IN MY YOUNGER
and more vulnerable years my father gave me some advice that I’ve been turning
over in my mind ever since.
‘Whenever
you feel like criticising anyone,’ he told me, ‘just remember that all the
people in this world haven’t had the advantages that you’ve had.’
He
didn’t say any more, but we’ve always been unusually communicative in a
reserved way, and I understood that he meant a great deal more than that. In
consequence, I’m inclined to reserve all judgements, a habit that has opened up
many curious natures to me and also made me the victim of not a few veteran
bores. The abnormal mind is quick to detect and attach itself to this quality
when it appears in a normal person, and so it came about that in college I was
unjustly accused of being a politician, because I was privy to the secret grief
of wild, unknown men. Most of the confidences were unsought — frequently I have
feigned sleep, preoccupation or a hostile levity when I realized by some
unmistakable sign that an intimate revelation was quivering on the horizon; for
the intimate revelations of young men, or at least the terms in which they
express them, are usually plagiaristic and marred by obvious suppressions.
Reserving judgments is a matter of infinite hope. I am still a little afraid of
missing something if I forget that, as my father snobbishly suggested, and I
snobbishly repeat, a sense of the fundamental decencies is parcelled out
unequally at birth.
And, after boasting this way of my tolerance, I
come to the admission that it has a limit. Conduct may be founded on the hard
rock or the wet marshes, but after a certain point I don’t care what it’s
founded on. When I came back from the East last autumn I felt that I wanted the
world to be in uniform and at a sort of moral attention for ever; I wanted no
more riotous excursions with privileged glimpses into the human heart. Only
Gatsby, the man who gives his name to this book, was exempt from my reaction —
Gatsby, who represented everything for which I have an unaffected scorn. If
personality is an unbroken series of successful gestures, then there was
something gorgeous about him, some heightened sensitivity to the promises of
life, as if he were related to one of those intricate machines that register
earthquakes ten thousand miles away. This responsiveness had nothing to do with
that flabby impressionability which is dignified under the name of the
‘creative temperament’ — it was an extraordinary gift for hope, a romantic
readiness such as I have never found in any other person and which it is not
likely I shall ever find again. No — Gatsby turned out all right at the end; it
is what preyed on Gatsby, what foul dust floated in the wake of his dreams that
temporarily closed out my interest in the abortive sorrows and short-winded
elations of men.
My family have been prominent, well-to-do
people in this Middle Western city for three generations. The Carraways are
something of a clan, and we have a tradition that we’re descended from the
Dukes of Buccleuch, but the actual founder of my line was my grandfather’s
brother, who came here in fifty-one, sent a substitute to the Civil War, and
started the wholesale hardware business that my father carries on today.

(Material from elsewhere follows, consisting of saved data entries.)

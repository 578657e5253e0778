use std::collections::{HashSet, VecDeque};
use std::sync::atomic::{AtomicBool, AtomicU64, Ordering};
use std::sync::{Arc, OnceLock};
use std::time::Duration;

use async_trait::async_trait;
use parking_lot::{Mutex, RwLock};
use tokio::sync::{mpsc, Notify};
use tokio_util::sync::CancellationToken;
use tracing::{debug, warn};

use crate::event::Event;

/// Receives events from the bus. Handlers run on the subscriber's own
/// delivery task; a slow or panicking handler never blocks the dispatcher.
#[async_trait]
pub trait Subscriber: Send + Sync {
    fn name(&self) -> &str {
        "subscriber"
    }

    async fn handle(&self, event: Event) -> crate::Result<()>;
}

/// Bus tuning knobs.
#[derive(Debug, Clone)]
pub struct BusConfig {
    /// Per-subscriber queue bound; the oldest pending event is dropped when full.
    pub subscriber_capacity: usize,
    /// Abandon a handler invocation after this long and move on.
    pub subscriber_timeout: Option<Duration>,
    /// LRU de-dup window over event bookmarks (0 disables).
    pub dedup_window: usize,
    /// How long `close` waits for in-flight subscribers to drain.
    pub close_grace: Duration,
}

impl Default for BusConfig {
    fn default() -> Self {
        Self {
            subscriber_capacity: 256,
            subscriber_timeout: Some(Duration::from_secs(5)),
            dedup_window: 0,
            close_grace: Duration::from_secs(5),
        }
    }
}

/// Cumulative bus counters.
#[derive(Debug, Clone, Default)]
pub struct BusStats {
    pub published: u64,
    pub deduplicated: u64,
    pub dropped: u64,
    pub handler_errors: u64,
}

pub type SubscriptionId = u64;

struct Subscription {
    id: SubscriptionId,
    name: String,
    /// `None` subscribes to every event type.
    types: Option<HashSet<String>>,
    queue: Mutex<VecDeque<Event>>,
    capacity: usize,
    notify: Notify,
    shutdown: CancellationToken,
    handler: Arc<dyn Subscriber>,
}

impl Subscription {
    fn wants(&self, event_type: &str) -> bool {
        match &self.types {
            None => true,
            Some(set) => set.contains(event_type),
        }
    }
}

struct BusInner {
    config: BusConfig,
    subscriptions: RwLock<Vec<Arc<Subscription>>>,
    workers: Mutex<Vec<tokio::task::JoinHandle<()>>>,
    tx: mpsc::UnboundedSender<Event>,
    dispatch_cancel: CancellationToken,
    dispatcher: Mutex<Option<tokio::task::JoinHandle<()>>>,
    next_id: AtomicU64,
    closed: AtomicBool,
    published: AtomicU64,
    deduplicated: AtomicU64,
    dropped: AtomicU64,
    handler_errors: AtomicU64,
}

/// Single-dispatcher fan-out bus. Publishing appends to a central ordered
/// queue; a dedicated task distributes each event to every matching
/// subscriber's bounded queue.
#[derive(Clone)]
pub struct EventBus {
    inner: Arc<BusInner>,
}

impl EventBus {
    pub fn new(config: BusConfig) -> Self {
        let (tx, rx) = mpsc::unbounded_channel();
        let inner = Arc::new(BusInner {
            config,
            subscriptions: RwLock::new(Vec::new()),
            workers: Mutex::new(Vec::new()),
            tx,
            dispatch_cancel: CancellationToken::new(),
            dispatcher: Mutex::new(None),
            next_id: AtomicU64::new(1),
            closed: AtomicBool::new(false),
            published: AtomicU64::new(0),
            deduplicated: AtomicU64::new(0),
            dropped: AtomicU64::new(0),
            handler_errors: AtomicU64::new(0),
        });
        let handle = tokio::spawn(dispatch_loop(Arc::clone(&inner), rx));
        *inner.dispatcher.lock() = Some(handle);
        Self { inner }
    }

    /// Append an event to the central queue. Returns `false` once closed.
    pub fn publish(&self, event: Event) -> bool {
        if self.inner.closed.load(Ordering::Acquire) {
            return false;
        }
        self.inner.published.fetch_add(1, Ordering::Relaxed);
        self.inner.tx.send(event).is_ok()
    }

    /// Register a handler for the given event types (empty = all types).
    pub fn subscribe(
        &self,
        name: impl Into<String>,
        types: &[&str],
        handler: Arc<dyn Subscriber>,
    ) -> SubscriptionId {
        let id = self.inner.next_id.fetch_add(1, Ordering::Relaxed);
        let sub = Arc::new(Subscription {
            id,
            name: name.into(),
            types: if types.is_empty() {
                None
            } else {
                Some(types.iter().map(|t| t.to_string()).collect())
            },
            queue: Mutex::new(VecDeque::new()),
            capacity: self.inner.config.subscriber_capacity.max(1),
            notify: Notify::new(),
            shutdown: CancellationToken::new(),
            handler,
        });
        let worker = tokio::spawn(delivery_loop(Arc::clone(&self.inner), Arc::clone(&sub)));
        self.inner.workers.lock().push(worker);
        self.inner.subscriptions.write().push(sub);
        id
    }

    /// Forward matching events onto an unbounded channel. Handy for tests
    /// and stream consumers that drain promptly.
    pub fn subscribe_channel(
        &self,
        name: impl Into<String>,
        types: &[&str],
    ) -> (SubscriptionId, mpsc::UnboundedReceiver<Event>) {
        let (tx, rx) = mpsc::unbounded_channel();
        let id = self.subscribe(name, types, Arc::new(ChannelForwarder { tx }));
        (id, rx)
    }

    pub fn unsubscribe(&self, id: SubscriptionId) {
        let mut subs = self.inner.subscriptions.write();
        if let Some(pos) = subs.iter().position(|s| s.id == id) {
            let sub = subs.remove(pos);
            sub.shutdown.cancel();
        }
    }

    pub fn stats(&self) -> BusStats {
        BusStats {
            published: self.inner.published.load(Ordering::Relaxed),
            deduplicated: self.inner.deduplicated.load(Ordering::Relaxed),
            dropped: self.inner.dropped.load(Ordering::Relaxed),
            handler_errors: self.inner.handler_errors.load(Ordering::Relaxed),
        }
    }

    /// Stop accepting events, drain subscribers up to the grace period.
    pub async fn close(&self) {
        if self.inner.closed.swap(true, Ordering::AcqRel) {
            return;
        }
        self.inner.dispatch_cancel.cancel();
        let dispatcher = self.inner.dispatcher.lock().take();
        if let Some(handle) = dispatcher {
            let _ = tokio::time::timeout(self.inner.config.close_grace, handle).await;
        }
        let subs: Vec<_> = self.inner.subscriptions.write().drain(..).collect();
        for sub in &subs {
            sub.shutdown.cancel();
        }
        let workers: Vec<_> = self.inner.workers.lock().drain(..).collect();
        for worker in workers {
            let _ = tokio::time::timeout(self.inner.config.close_grace, worker).await;
        }
    }
}

impl Default for EventBus {
    fn default() -> Self {
        Self::new(BusConfig::default())
    }
}

async fn dispatch_loop(inner: Arc<BusInner>, mut rx: mpsc::UnboundedReceiver<Event>) {
    let window = inner.config.dedup_window;
    let mut seen_order: VecDeque<String> = VecDeque::new();
    let mut seen: HashSet<String> = HashSet::new();

    loop {
        let event = tokio::select! {
            maybe = rx.recv() => match maybe {
                Some(ev) => ev,
                None => break,
            },
            _ = inner.dispatch_cancel.cancelled() => break,
        };

        if window > 0 {
            if let Some(key) = event.dedup_key() {
                if seen.contains(&key) {
                    inner.deduplicated.fetch_add(1, Ordering::Relaxed);
                    continue;
                }
                seen.insert(key.clone());
                seen_order.push_back(key);
                while seen_order.len() > window {
                    if let Some(old) = seen_order.pop_front() {
                        seen.remove(&old);
                    }
                }
            }
        }

        let subs: Vec<Arc<Subscription>> = inner.subscriptions.read().clone();
        for sub in subs {
            if !sub.wants(&event.event_type) {
                continue;
            }
            {
                let mut queue = sub.queue.lock();
                if queue.len() >= sub.capacity {
                    queue.pop_front();
                    inner.dropped.fetch_add(1, Ordering::Relaxed);
                    debug!(subscriber = %sub.name, "subscriber queue full, dropped oldest event");
                }
                queue.push_back(event.clone());
            }
            sub.notify.notify_one();
        }
    }
}

async fn delivery_loop(inner: Arc<BusInner>, sub: Arc<Subscription>) {
    loop {
        let next = sub.queue.lock().pop_front();
        match next {
            Some(event) => {
                deliver(&inner, &sub, event).await;
            }
            None => {
                if sub.shutdown.is_cancelled() {
                    return;
                }
                tokio::select! {
                    _ = sub.notify.notified() => {}
                    _ = sub.shutdown.cancelled() => {}
                }
            }
        }
    }
}

async fn deliver(inner: &BusInner, sub: &Subscription, event: Event) {
    let handler = Arc::clone(&sub.handler);
    let event_type = event.event_type.clone();
    // Handlers run in their own task so a panic is contained as a JoinError.
    let invocation = tokio::spawn(async move { handler.handle(event).await });
    let outcome = match inner.config.subscriber_timeout {
        Some(limit) => match tokio::time::timeout(limit, invocation).await {
            Ok(joined) => joined,
            Err(_) => {
                inner.handler_errors.fetch_add(1, Ordering::Relaxed);
                warn!(subscriber = %sub.name, event = %event_type, "subscriber handler timed out, abandoning");
                return;
            }
        },
        None => invocation.await,
    };
    match outcome {
        Ok(Ok(())) => {}
        Ok(Err(e)) => {
            inner.handler_errors.fetch_add(1, Ordering::Relaxed);
            warn!(subscriber = %sub.name, event = %event_type, error = %e, "subscriber handler failed");
        }
        Err(join_err) => {
            inner.handler_errors.fetch_add(1, Ordering::Relaxed);
            if join_err.is_panic() {
                warn!(subscriber = %sub.name, event = %event_type, "subscriber handler panicked");
            }
        }
    }
}

struct ChannelForwarder {
    tx: mpsc::UnboundedSender<Event>,
}

#[async_trait]
impl Subscriber for ChannelForwarder {
    fn name(&self) -> &str {
        "channel"
    }

    async fn handle(&self, event: Event) -> crate::Result<()> {
        let _ = self.tx.send(event);
        Ok(())
    }
}

// ── Process-wide default bus ───────────────────────────────────

static DEFAULT_BUS: OnceLock<RwLock<Option<EventBus>>> = OnceLock::new();

fn default_slot() -> &'static RwLock<Option<EventBus>> {
    DEFAULT_BUS.get_or_init(|| RwLock::new(None))
}

/// Install the process-wide default bus.
pub fn set_default(bus: EventBus) {
    *default_slot().write() = Some(bus);
}

/// The process-wide default bus, if one was installed.
pub fn default_bus() -> Option<EventBus> {
    default_slot().read().clone()
}

/// Close and remove the process-wide default bus.
pub async fn close_default() {
    let bus = default_slot().write().take();
    if let Some(bus) = bus {
        bus.close().await;
    }
}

I never saw this great-uncle, but I’m supposed to
look like him — with special reference to the rather hard-boiled painting that
hangs in father’s office. I graduated from New Haven in 1915, just a quarter of
a century after my father, and a little later I participated in that delayed
Teutonic migration known as the Great War. I enjoyed the counter-raid so
thoroughly that I came back restless. Instead of being the warm centre of the
world, the Middle West now seemed like the ragged edge of the universe — so I
decided to go East and learn the bond business. Everybody I knew was in the
bond business, so I supposed it could support one more single man. All my aunts
and uncles talked it over as if they were choosing a prep school for me, and
finally said, ‘Why — ye-es,’ with very grave, hesitant faces. Father agreed to
finance me for a year, and after various delays I came East, permanently, I
thought, in the spring of twenty-two.
The practical thing was to find rooms in the
city, but it was a warm season, and I had just left a country of wide lawns and
friendly trees, so when a young man at the office suggested that we take a
house together in a commuting town, it sounded like a great idea. He found the
house, a weather-beaten cardboard bungalow at eighty a month, but at the last
minute the firm ordered him to Washington, and I went out to the country alone.
I had a dog — at least I had him for a few days until he ran away — and an old
Dodge and a Finnish woman, who made my bed and cooked breakfast and muttered
Finnish wisdom to herself over the electric stove.
It was lonely for a day or so until one morning
some man, more recently arrived than I, stopped me on the road.
‘How do you get to West Egg village?’ he asked
helplessly.
I told him. And as I walked on I was lonely no
longer. I was a guide, a pathfinder, an original settler. He had casually
conferred on me the freedom of the neighbourhood.